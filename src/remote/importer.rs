// src/remote/importer.rs

use std::{sync::Arc, time::Duration};
use tokio::task::JoinHandle;
use tracing::{info, instrument, warn};

use super::{ImportApi, ImportJob, JobPoller, LookupEntry, LookupKind, PmsImportRequest, PollOutcome};
use crate::error::{ImportError, ImportResult};
use crate::notify::{Level, Notification, Notifier};

/// Submits PMS imports and tracks the resulting server-side job.
pub struct RemoteImporter {
    api: Arc<dyn ImportApi>,
    notifier: Arc<dyn Notifier>,
    poller: JobPoller,
}

impl RemoteImporter {
    pub fn new(api: Arc<dyn ImportApi>, notifier: Arc<dyn Notifier>, poll_interval: Duration) -> Self {
        let poller = JobPoller::new(Arc::clone(&api), Arc::clone(&notifier), poll_interval);
        Self {
            api,
            notifier,
            poller,
        }
    }

    /// Submit an import and start polling its job, replacing any job
    /// currently being watched. Returns the job id.
    #[instrument(level = "info", skip_all, fields(page_size = req.page_size))]
    pub async fn submit(&mut self, req: &PmsImportRequest) -> ImportResult<String> {
        req.validate()?;

        let job_id = match self.api.submit(req).await {
            Ok(resp) => resp.job_id,
            Err(e) => {
                warn!(error = %e, "submission rejected");
                self.notify_error("Import not started", &e);
                return Err(e);
            }
        };
        let Some(job_id) = job_id else {
            let e = ImportError::NoJobId;
            warn!("submission returned no job id");
            self.notify_error("Import not started", &e);
            return Err(e);
        };

        info!(job = %job_id, "import job submitted");
        self.notifier.notify(Notification::new(
            Level::Info,
            "Import started",
            format!("Tracking import job {}", job_id),
        ));
        self.poller.start(job_id.clone());
        Ok(job_id)
    }

    /// Ask the server to cancel a job. Polling carries on until a poll
    /// sees the job reach a terminal status.
    pub fn cancel(&self, job_id: &str) -> JoinHandle<()> {
        let api = Arc::clone(&self.api);
        let notifier = Arc::clone(&self.notifier);
        let job_id = job_id.to_string();
        tokio::spawn(async move {
            match api.cancel(&job_id).await {
                Ok(()) => info!(job = %job_id, "cancel requested"),
                Err(e) => {
                    warn!(job = %job_id, error = %e, "cancel request failed");
                    notifier.notify(Notification::new(
                        Level::Error,
                        "Cancel failed",
                        e.to_string(),
                    ));
                }
            }
        })
    }

    pub async fn wait(&self) -> PollOutcome {
        self.poller.wait().await
    }

    pub fn is_polling(&self) -> bool {
        self.poller.is_active()
    }

    pub fn current_job(&self) -> Option<&str> {
        self.poller.job_id()
    }

    /// Stop watching the current job (the job itself keeps running).
    pub fn stop(&mut self) {
        self.poller.stop();
    }

    pub fn last_completed(&self) -> Option<ImportJob> {
        self.poller.last_completed()
    }

    pub async fn lookups(&self, kind: LookupKind) -> ImportResult<Vec<LookupEntry>> {
        self.api.lookups(kind).await
    }

    fn notify_error(&self, title: &str, e: &ImportError) {
        self.notifier
            .notify(Notification::new(Level::Error, title, e.to_string()));
    }
}

#[cfg(test)]
mod tests {
    use super::*;
    use crate::notify::MemoryNotifier;
    use crate::remote::poller::DEFAULT_POLL_INTERVAL;
    use crate::remote::testing::{ScriptedApi, Tick};
    use crate::remote::{DateRange, JobStatus};
    use chrono::NaiveDate;
    use tokio::time;

    fn importer(api: &Arc<ScriptedApi>) -> (RemoteImporter, Arc<MemoryNotifier>) {
        let notifier = Arc::new(MemoryNotifier::new());
        let imp = RemoteImporter::new(
            Arc::clone(api) as Arc<dyn ImportApi>,
            Arc::clone(&notifier) as Arc<dyn Notifier>,
            DEFAULT_POLL_INTERVAL,
        );
        (imp, notifier)
    }

    #[tokio::test(start_paused = true)]
    async fn test_submit_then_complete() -> anyhow::Result<()> {
        let api = Arc::new(ScriptedApi::with_ticks(vec![
            Tick::Status(JobStatus::Queued),
            Tick::Status(JobStatus::Processing),
            Tick::Status(JobStatus::Completed),
        ]));
        api.queue_job_id(Some("77"));
        let (mut imp, notifier) = importer(&api);

        let job = imp.submit(&PmsImportRequest::new(100)).await?;
        assert_eq!(job, "77");
        assert!(imp.is_polling());

        assert!(matches!(imp.wait().await, PollOutcome::Completed(_)));
        assert_eq!(api.polled(), vec!["77", "77", "77"]);
        assert!(imp.last_completed().is_some());
        assert_eq!(notifier.all().len(), 2);
        Ok(())
    }

    #[tokio::test(start_paused = true)]
    async fn test_missing_job_id_fails_fast() {
        let api = Arc::new(ScriptedApi::new());
        api.queue_job_id(None);
        let (mut imp, notifier) = importer(&api);

        let err = imp.submit(&PmsImportRequest::new(10)).await.unwrap_err();
        assert_eq!(err.to_string(), "no job id returned");
        assert!(!imp.is_polling());
        assert_eq!(notifier.last().unwrap().level, Level::Error);

        time::sleep(Duration::from_secs(10)).await;
        assert!(api.polled().is_empty());
    }

    #[tokio::test(start_paused = true)]
    async fn test_submission_failure_not_in_progress() {
        let api = Arc::new(ScriptedApi::new());
        api.fail_submit("HTTP 500");
        let (mut imp, _notifier) = importer(&api);

        let err = imp.submit(&PmsImportRequest::new(10)).await.unwrap_err();
        assert!(matches!(err, ImportError::Submit(_)));
        assert!(!imp.is_polling());
        assert!(imp.current_job().is_none());
    }

    #[tokio::test(start_paused = true)]
    async fn test_invalid_request_never_sent() {
        let api = Arc::new(ScriptedApi::new());
        let (mut imp, _notifier) = importer(&api);

        let mut req = PmsImportRequest::new(10);
        req.updated_between = Some(DateRange {
            from: NaiveDate::from_ymd_opt(2024, 3, 1).unwrap(),
            to: NaiveDate::from_ymd_opt(2024, 1, 1).unwrap(),
        });
        assert!(matches!(
            imp.submit(&req).await,
            Err(ImportError::InvalidRequest(_))
        ));
        assert_eq!(api.submitted(), 0);
    }

    #[tokio::test(start_paused = true)]
    async fn test_second_submission_keeps_one_poller() -> anyhow::Result<()> {
        let api = Arc::new(ScriptedApi::new());
        api.queue_job_id(Some("a"));
        api.queue_job_id(Some("b"));
        let (mut imp, _notifier) = importer(&api);

        imp.submit(&PmsImportRequest::new(10)).await?;
        time::sleep(Duration::from_millis(2100)).await;
        imp.submit(&PmsImportRequest::new(10)).await?;
        time::sleep(Duration::from_millis(6100)).await;

        assert_eq!(api.polled(), vec!["a", "b", "b", "b"]);
        assert_eq!(imp.current_job(), Some("b"));
        Ok(())
    }

    #[tokio::test(start_paused = true)]
    async fn test_cancel_does_not_stop_polling() -> anyhow::Result<()> {
        let api = Arc::new(ScriptedApi::new());
        api.queue_job_id(Some("job-9"));
        let (mut imp, _notifier) = importer(&api);

        imp.submit(&PmsImportRequest::new(10)).await?;
        imp.cancel("job-9").await?;
        assert_eq!(api.cancelled(), vec!["job-9"]);

        time::sleep(Duration::from_millis(4100)).await;
        assert!(imp.is_polling());
        assert_eq!(api.polled().len(), 2);

        api.push_tick(Tick::Status(JobStatus::Canceled));
        assert!(matches!(imp.wait().await, PollOutcome::Canceled(_)));
        assert!(!imp.is_polling());
        Ok(())
    }

    #[tokio::test]
    async fn test_lookups_pass_through() -> anyhow::Result<()> {
        let api = Arc::new(ScriptedApi::new());
        let (imp, _notifier) = importer(&api);
        let entries = imp.lookups(LookupKind::Districts).await?;
        assert_eq!(entries[0].name, "districts");
        Ok(())
    }
}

——

> Problem details:
Retype the records in full. Keep every line identical to the original.

> Worked solution:
filename src/remote/importer.rs
// src/remote/importer.rs

use std::{sync::Arc, time::Duration};
use tokio::task::JoinHandle;
use tracing::{info, instrument, warn};

use super::{ImportApi, ImportJob, JobPoller, LookupEntry, LookupKind, PmsImportRequest, PollOutcome};
use crate::error::{ImportError, ImportResult};
use crate::notify::{Level, Notification, Notifier};

/// Submits PMS imports and tracks the resulting server-side job.
pub struct RemoteImporter {
    api: Arc<dyn ImportApi>,
    notifier: Arc<dyn Notifier>,
    poller: JobPoller,
}

impl RemoteImporter {
    pub fn new(api: Arc<dyn ImportApi>, notifier: Arc<dyn Notifier>, poll_interval: Duration) -> Self {
        let poller = JobPoller::new(Arc::clone(&api), Arc::clone(&notifier), poll_interval);
        Self {
            api,
            notifier,
            poller,
        }
    }

    /// Submit an import and start polling its job, replacing any job
    /// currently being watched. Returns the job id.
    #[instrument(level = "info", skip_all, fields(page_size = req.page_size))]
    pub async fn submit(&mut self, req: &PmsImportRequest) -> ImportResult<String> {
        req.validate()?;

        let job_id = match self.api.submit(req).await {
            Ok(resp) => resp.job_id,
            Err(e) => {
                warn!(error = %e, "submission rejected");
                self.notify_error("Import not started", &e);
                return Err(e);
            }
        };
        let Some(job_id) = job_id else {
            let e = ImportError::NoJobId;
            warn!("submission returned no job id");
            self.notify_error("Import not started", &e);
            return Err(e);
        };

        info!(job = %job_id, "import job submitted");
        self.notifier.notify(Notification::new(
            Level::Info,
            "Import started",
            format!("Tracking import job {}", job_id),
        ));
        self.poller.start(job_id.clone());
        Ok(job_id)
    }

    /// Ask the server to cancel a job. Polling carries on until a poll
    /// sees the job reach a terminal status.
    pub fn cancel(&self, job_id: &str) -> JoinHandle<()> {
        let api = Arc::clone(&self.api);
        let notifier = Arc::clone(&self.notifier);
        let job_id = job_id.to_string();
        tokio::spawn(async move {
            match api.cancel(&job_id).await {
                Ok(()) => info!(job = %job_id, "cancel requested"),
                Err(e) => {
                    warn!(job = %job_id, error = %e, "cancel request failed");
                    notifier.notify(Notification::new(
                        Level::Error,
                        "Cancel failed",
                        e.to_string(),
                    ));
                }
            }
        })
    }

    pub async fn wait(&self) -> PollOutcome {
        self.poller.wait().await
    }

    pub fn is_polling(&self) -> bool {
        self.poller.is_active()
    }

    pub fn current_job(&self) -> Option<&str> {
        self.poller.job_id()
    }

    /// Stop watching the current job (the job itself keeps running).
    pub fn stop(&mut self) {
        self.poller.stop();
    }

    pub fn last_completed(&self) -> Option<ImportJob> {
        self.poller.last_completed()
    }

    pub async fn lookups(&self, kind: LookupKind) -> ImportResult<Vec<LookupEntry>> {
        self.api.lookups(kind).await
    }

    fn notify_error(&self, title: &str, e: &ImportError) {
        self.notifier
            .notify(Notification::new(Level::Error, title, e.to_string()));
    }
}

#[cfg(test)]
mod tests {
    use super::*;
    use crate::notify::MemoryNotifier;
    use crate::remote::poller::DEFAULT_POLL_INTERVAL;
    use crate::remote::testing::{ScriptedApi, Tick};
    use crate::remote::{DateRange, JobStatus};
    use chrono::NaiveDate;
    use tokio::time;

    fn importer(api: &Arc<ScriptedApi>) -> (RemoteImporter, Arc<MemoryNotifier>) {
        let notifier = Arc::new(MemoryNotifier::new());
        let imp = RemoteImporter::new(
            Arc::clone(api) as Arc<dyn ImportApi>,
            Arc::clone(&notifier) as Arc<dyn Notifier>,
            DEFAULT_POLL_INTERVAL,
        );
        (imp, notifier)
    }

    #[tokio::test(start_paused = true)]
    async fn test_submit_then_complete() -> anyhow::Result<()> {
        let api = Arc::new(ScriptedApi::with_ticks(vec![
            Tick::Status(JobStatus::Queued),
            Tick::Status(JobStatus::Processing),
            Tick::Status(JobStatus::Completed),
        ]));
        api.queue_job_id(Some("77"));
        let (mut imp, notifier) = importer(&api);

        let job = imp.submit(&PmsImportRequest::new(100)).await?;
        assert_eq!(job, "77");
        assert!(imp.is_polling());

        assert!(matches!(imp.wait().await, PollOutcome::Completed(_)));
        assert_eq!(api.polled(), vec!["77", "77", "77"]);
        assert!(imp.last_completed().is_some());
        assert_eq!(notifier.all().len(), 2);
        Ok(())
    }

    #[tokio::test(start_paused = true)]
    async fn test_missing_job_id_fails_fast() {
        let api = Arc::new(ScriptedApi::new());
        api.queue_job_id(None);
        let (mut imp, notifier) = importer(&api);

        let err = imp.submit(&PmsImportRequest::new(10)).await.unwrap_err();
        assert_eq!(err.to_string(), "no job id returned");
        assert!(!imp.is_polling());
        assert_eq!(notifier.last().unwrap().level, Level::Error);

        time::sleep(Duration::from_secs(10)).await;
        assert!(api.polled().is_empty());
    }

    #[tokio::test(start_paused = true)]
    async fn test_submission_failure_not_in_progress() {
        let api = Arc::new(ScriptedApi::new());
        api.fail_submit("HTTP 500");
        let (mut imp, _notifier) = importer(&api);

        let err = imp.submit(&PmsImportRequest::new(10)).await.unwrap_err();
        assert!(matches!(err, ImportError::Submit(_)));
        assert!(!imp.is_polling());
        assert!(imp.current_job().is_none());
    }

    #[tokio::test(start_paused = true)]
    async fn test_invalid_request_never_sent() {
        let api = Arc::new(ScriptedApi::new());
        let (mut imp, _notifier) = importer(&api);

        let mut req = PmsImportRequest::new(10);
        req.updated_between = Some(DateRange {
            from: NaiveDate::from_ymd_opt(2024, 3, 1).unwrap(),
            to: NaiveDate::from_ymd_opt(2024, 1, 1).unwrap(),
        });
        assert!(matches!(
            imp.submit(&req).await,
            Err(ImportError::InvalidRequest(_))
        ));
        assert_eq!(api.submitted(), 0);
    }

    #[tokio::test(start_paused = true)]
    async fn test_second_submission_keeps_one_poller() -> anyhow::Result<()> {
        let api = Arc::new(ScriptedApi::new());
        api.queue_job_id(Some("a"));
        api.queue_job_id(Some("b"));
        let (mut imp, _notifier) = importer(&api);

        imp.submit(&PmsImportRequest::new(10)).await?;
        time::sleep(Duration::from_millis(2100)).await;
        imp.submit(&PmsImportRequest::new(10)).await?;
        time::sleep(Duration::from_millis(6100)).await;

        assert_eq!(api.polled(), vec!["a", "b", "b", "b"]);
        assert_eq!(imp.current_job(), Some("b"));
        Ok(())
    }

    #[tokio::test(start_paused = true)]
    async fn test_cancel_does_not_stop_polling() -> anyhow::Result<()> {
        let api = Arc::new(ScriptedApi::new());
        api.queue_job_id(Some("job-9"));
        let (mut imp, _notifier) = importer(&api);

        imp.submit(&PmsImportRequest::new(10)).await?;
        imp.cancel("job-9").await?;
        assert_eq!(api.cancelled(), vec!["job-9"]);

        time::sleep(Duration::from_millis(4100)).await;
        assert!(imp.is_polling());
        assert_eq!(api.polled().len(), 2);

        api.push_tick(Tick::Status(JobStatus::Canceled));
        assert!(matches!(imp.wait().await, PollOutcome::Canceled(_)));
        assert!(!imp.is_polling());
        Ok(())
    }

    #[tokio::test]
    async fn test_lookups_pass_through() -> anyhow::Result<()> {
        let api = Arc::new(ScriptedApi::new());
        let (imp, _notifier) = importer(&api);
        let entries = imp.lookups(LookupKind::Districts).await?;
        assert_eq!(entries[0].name, "districts");
        Ok(())
    }
}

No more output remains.